A few days ago, many brothers saw me bottom-fishing after breaking 82000 and followed suit. The most frequently asked question recently is 'Where to sell on the rebound?'
I have also been contemplating this question myself: Is it 98000? Or 108000? Is there another possibility that perhaps selling is not even necessary?
These past few days, I have integrated most of the current market information and come up with an outrageous logic:
The bull market a year after the Bitcoin halving has actually been artificially delayed by Powell. Perhaps Bitcoin has never really had a four-year cycle; everything just happens to correspond with a four-year liquidity cycle, and we are all turkeys raised by the farmers.
The biggest consensus kills the most pigs. When everyone thinks that the Q4 after the halving will have an accelerated market and altcoin season, a bloodbath of 1011 along with a -35% drop caught most people off guard. And will next year, traditionally a bear market year in the four-year cycle, go against the tide and rise, or even rise crazily?
I think — yes.
The reasons for the restoration or even flooding of liquidity next year are as follows:
1. The main driving forces behind Bitcoin's rise in the past two years: spot ETFs + coin-stock companies. With ETF inflows decreasing and companies like MicroStrategy facing premium correction bottlenecks, most people might think it has reached its peak.
But the real big holders haven't moved a penny, and that is the national sovereign funds. The U.S. strategic reserves and the stablecoin bill will be implemented next year, followed closely by other governments, pensions, and countries continuing to empower (previously discussed might be used for debt relief bit-bonds, link below). This buyer is exponentially stronger than the spot ETFs and coin-stock companies.
https://x.com/lxrcr1201/status/1907518883298418956
2. Stop QT, this has been discussed by many, so I won't elaborate. The correlation chart of QT, interest rates, and Bitcoin price trends is below.
3. Continuous interest rate cuts. After the change in the Fed chair, the cuts will be even more reckless. Under such high debt of the U.S. government, it may also allow inflation to exceed 2%, facilitating the depreciation of the dollar.
4. I cite the article's SLR reform, which I call a 'silent' major event in financial history. Interested parties can read about the history of SLR reform and its relationship with Bitcoin price trends. In summary, it was created due to the 2008 financial crisis, and the regulations were lifted due to COVID, combined with QE leading to a flooding of market liquidity, which created the brilliance of Bitcoin reaching 69000.
5. The potential for QE by the Federal Reserve, after SLR reform, there’s also a super buyer of U.S. Treasuries, which is the Federal Reserve. Why does America need so much money?

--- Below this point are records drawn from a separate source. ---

//! Errors raised while opening and configuring SQLite connections.

use thiserror::Error;

/// SQLite driver error.
#[derive(Debug, Error)]
pub enum SqliteError {
    /// Failure reported by SQLite.
    #[error("sqlite error: {0}")]
    Sqlite(#[from] rusqlite::Error),

    /// Invalid configuration.
    #[error("invalid configuration: {0}")]
    Config(#[from] serde_json::Error),

    /// Failure reading a configuration file.
    #[error("i/o error: {0}")]
    Io(#[from] std::io::Error),
}

impl From<SqliteError> for clasq_core::Error {
    fn from(err: SqliteError) -> Self {
        Self::driver(err)
    }
}

/// Result type for this crate.
pub type Result<T> = std::result::Result<T, SqliteError>;
//! Database connection backing the session store

use parking_lot::Mutex;
use rusqlite::Connection;
use std::path::Path;
use std::sync::Arc;

use crate::migrations::run_migrations;
use crate::Result;

pub struct Database {
    conn: Arc<Mutex<Connection>>,
}

impl Database {
    pub fn open<P: AsRef<Path>>(path: P) -> Result<Self> {
        let conn = Connection::open(path)?;

        // WAL mode for better concurrent performance
        let _: String =
            conn.pragma_update_and_check(None, "journal_mode", "WAL", |row| row.get(0))?;

        run_migrations(&conn)?;

        Ok(Self {
            conn: Arc::new(Mutex::new(conn)),
        })
    }

    pub fn open_in_memory() -> Result<Self> {
        let conn = Connection::open_in_memory()?;
        run_migrations(&conn)?;

        Ok(Self {
            conn: Arc::new(Mutex::new(conn)),
        })
    }

    pub fn with_connection<F, T>(&self, f: F) -> Result<T>
    where
        F: FnOnce(&Connection) -> Result<T>,
    {
        let conn = self.conn.lock();
        f(&conn)
    }

    pub fn transaction<F, T>(&self, f: F) -> Result<T>
    where
        F: FnOnce(&Connection) -> Result<T>,
    {
        let mut conn = self.conn.lock();
        let tx = conn.transaction()?;
        let result = f(&tx)?;
        tx.commit()?;
        Ok(result)
    }
}

impl Clone for Database {
    fn clone(&self) -> Self {
        Self {
            conn: Arc::clone(&self.conn),
        }
    }
}
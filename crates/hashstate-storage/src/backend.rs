//! Storage backend contract

use serde::{Deserialize, Serialize};

use crate::envelope::StateEnvelope;
use crate::Result;

/// Whether stored state outlives the current process.
#[derive(Debug, Clone, Copy, PartialEq, Eq, Serialize, Deserialize)]
#[serde(rename_all = "lowercase")]
pub enum StorageKind {
    Persistent,
    Volatile,
}

impl StorageKind {
    pub fn is_persistent(&self) -> bool {
        matches!(self, StorageKind::Persistent)
    }

    pub fn as_str(&self) -> &'static str {
        match self {
            StorageKind::Persistent => "persistent",
            StorageKind::Volatile => "volatile",
        }
    }
}

impl std::fmt::Display for StorageKind {
    fn fmt(&self, f: &mut std::fmt::Formatter<'_>) -> std::fmt::Result {
        write!(f, "{}", self.as_str())
    }
}

/// Token -> envelope association.
///
/// `set` overwrites any previous entry for the token. `get` returns `None`
/// for tokens never set and always for the empty token. Entries are never
/// removed by the engine.
pub trait StateStore: Send + Sync {
    fn set(&self, token: &str, envelope: &StateEnvelope) -> Result<()>;

    fn get(&self, token: &str) -> Result<Option<StateEnvelope>>;

    fn kind(&self) -> StorageKind;
}
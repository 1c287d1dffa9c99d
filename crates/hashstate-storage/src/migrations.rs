//! Database migrations
//!
//! One table: the session-scoped key/value text store.

use crate::Result;
use rusqlite::Connection;

const SCHEMA_VERSION: i32 = 1;

pub fn run_migrations(conn: &Connection) -> Result<()> {
    let current_version = get_schema_version(conn)?;

    if current_version < 1 {
        migrate_v1(conn)?;
    }

    set_schema_version(conn, SCHEMA_VERSION)?;
    Ok(())
}

fn get_schema_version(conn: &Connection) -> Result<i32> {
    let result: std::result::Result<i32, _> =
        conn.query_row("SELECT version FROM schema_version LIMIT 1", [], |row| {
            row.get(0)
        });

    match result {
        Ok(v) => Ok(v),
        Err(rusqlite::Error::QueryReturnedNoRows) => Ok(0),
        Err(rusqlite::Error::SqliteFailure(_, _)) => {
            // Table doesn't exist yet
            conn.execute(
                "CREATE TABLE IF NOT EXISTS schema_version (version INTEGER NOT NULL)",
                [],
            )?;
            conn.execute("INSERT INTO schema_version (version) VALUES (0)", [])?;
            Ok(0)
        }
        Err(e) => Err(e.into()),
    }
}

fn set_schema_version(conn: &Connection, version: i32) -> Result<()> {
    conn.execute("DELETE FROM schema_version", [])?;
    conn.execute(
        "INSERT INTO schema_version (version) VALUES (?1)",
        [version],
    )?;
    Ok(())
}

fn migrate_v1(conn: &Connection) -> Result<()> {
    tracing::info!("Running migration v1: session storage");

    conn.execute_batch(
        r#"
        CREATE TABLE IF NOT EXISTS session_storage (
            scope TEXT NOT NULL,
            key TEXT NOT NULL,
            value TEXT NOT NULL,
            updated_at TEXT NOT NULL,
            PRIMARY KEY (scope, key)
        );
    "#,
    )?;

    Ok(())
}
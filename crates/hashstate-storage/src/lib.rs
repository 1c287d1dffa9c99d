//! Hashstate Storage Layer
//!
//! Associates a navigation token with the state envelope a caller pushed
//! for it. Two interchangeable backends:
//! - `SessionStore`: session-scoped SQLite text store, survives reloads
//! - `MemoryStore`: in-process map, lost with the process

mod backend;
mod database;
mod envelope;
mod error;
mod memory_store;
mod migrations;
mod session_store;

pub use backend::{StateStore, StorageKind};
pub use database::Database;
pub use envelope::StateEnvelope;
pub use error::StorageError;
pub use memory_store::MemoryStore;
pub use session_store::{SessionStore, DEFAULT_QUOTA_BYTES};

pub type Result<T> = std::result::Result<T, StorageError>;
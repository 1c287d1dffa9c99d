//! Host capabilities
//!
//! Supplied by whoever probes the host. Read once at install time and
//! never re-evaluated.

use serde::{Deserialize, Serialize};

#[derive(Debug, Clone, Copy, Default, PartialEq, Eq, Serialize, Deserialize)]
#[serde(default)]
pub struct Capabilities {
    /// Host already implements push/replace state; emulation is skipped
    pub native_history: bool,
    /// Host fires an event when the fragment changes
    pub native_change_events: bool,
    /// Host offers a session-scoped key/value text store
    pub session_storage: bool,
    /// Host can serialize state to JSON text
    pub json: bool,
    /// Host advertises capabilities it does not actually honour
    pub broken_legacy_mode: bool,
}

impl Capabilities {
    /// A host with everything except native history.
    pub fn fragment_only() -> Self {
        Self {
            native_history: false,
            native_change_events: true,
            session_storage: true,
            json: true,
            broken_legacy_mode: false,
        }
    }

    pub fn use_native_events(&self) -> bool {
        self.native_change_events && !self.broken_legacy_mode
    }

    pub fn use_persistent_storage(&self) -> bool {
        self.session_storage && self.json && !self.broken_legacy_mode
    }
}

#[cfg(test)]
mod tests {
    use super::*;

    #[test]
    fn test_broken_legacy_mode_disables_everything() {
        let caps = Capabilities {
            broken_legacy_mode: true,
            ..Capabilities::fragment_only()
        };
        assert!(!caps.use_native_events());
        assert!(!caps.use_persistent_storage());
    }

    #[test]
    fn test_persistent_storage_needs_json() {
        let caps = Capabilities {
            json: false,
            ..Capabilities::fragment_only()
        };
        assert!(caps.use_native_events());
        assert!(!caps.use_persistent_storage());
    }

    #[test]
    fn test_default_is_bare_host() {
        let caps = Capabilities::default();
        assert!(!caps.native_history);
        assert!(!caps.use_native_events());
        assert!(!caps.use_persistent_storage());
    }
}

The 'Genesis Plan' signed by Trump a few days ago claims it is as significant as the 'Manhattan Project.' You can check how much the first atomic bomb cost yourself; the investment concerning America's fate will be an astronomical amount.
In summary, from the perspective of the liquidity cycle, a super bull market is on the way, and 2026-2027 will be a year of super liquidity flooding, rather than a bear market year in the four-year cycle.
I choose to pay for my own cognition, it's a mess.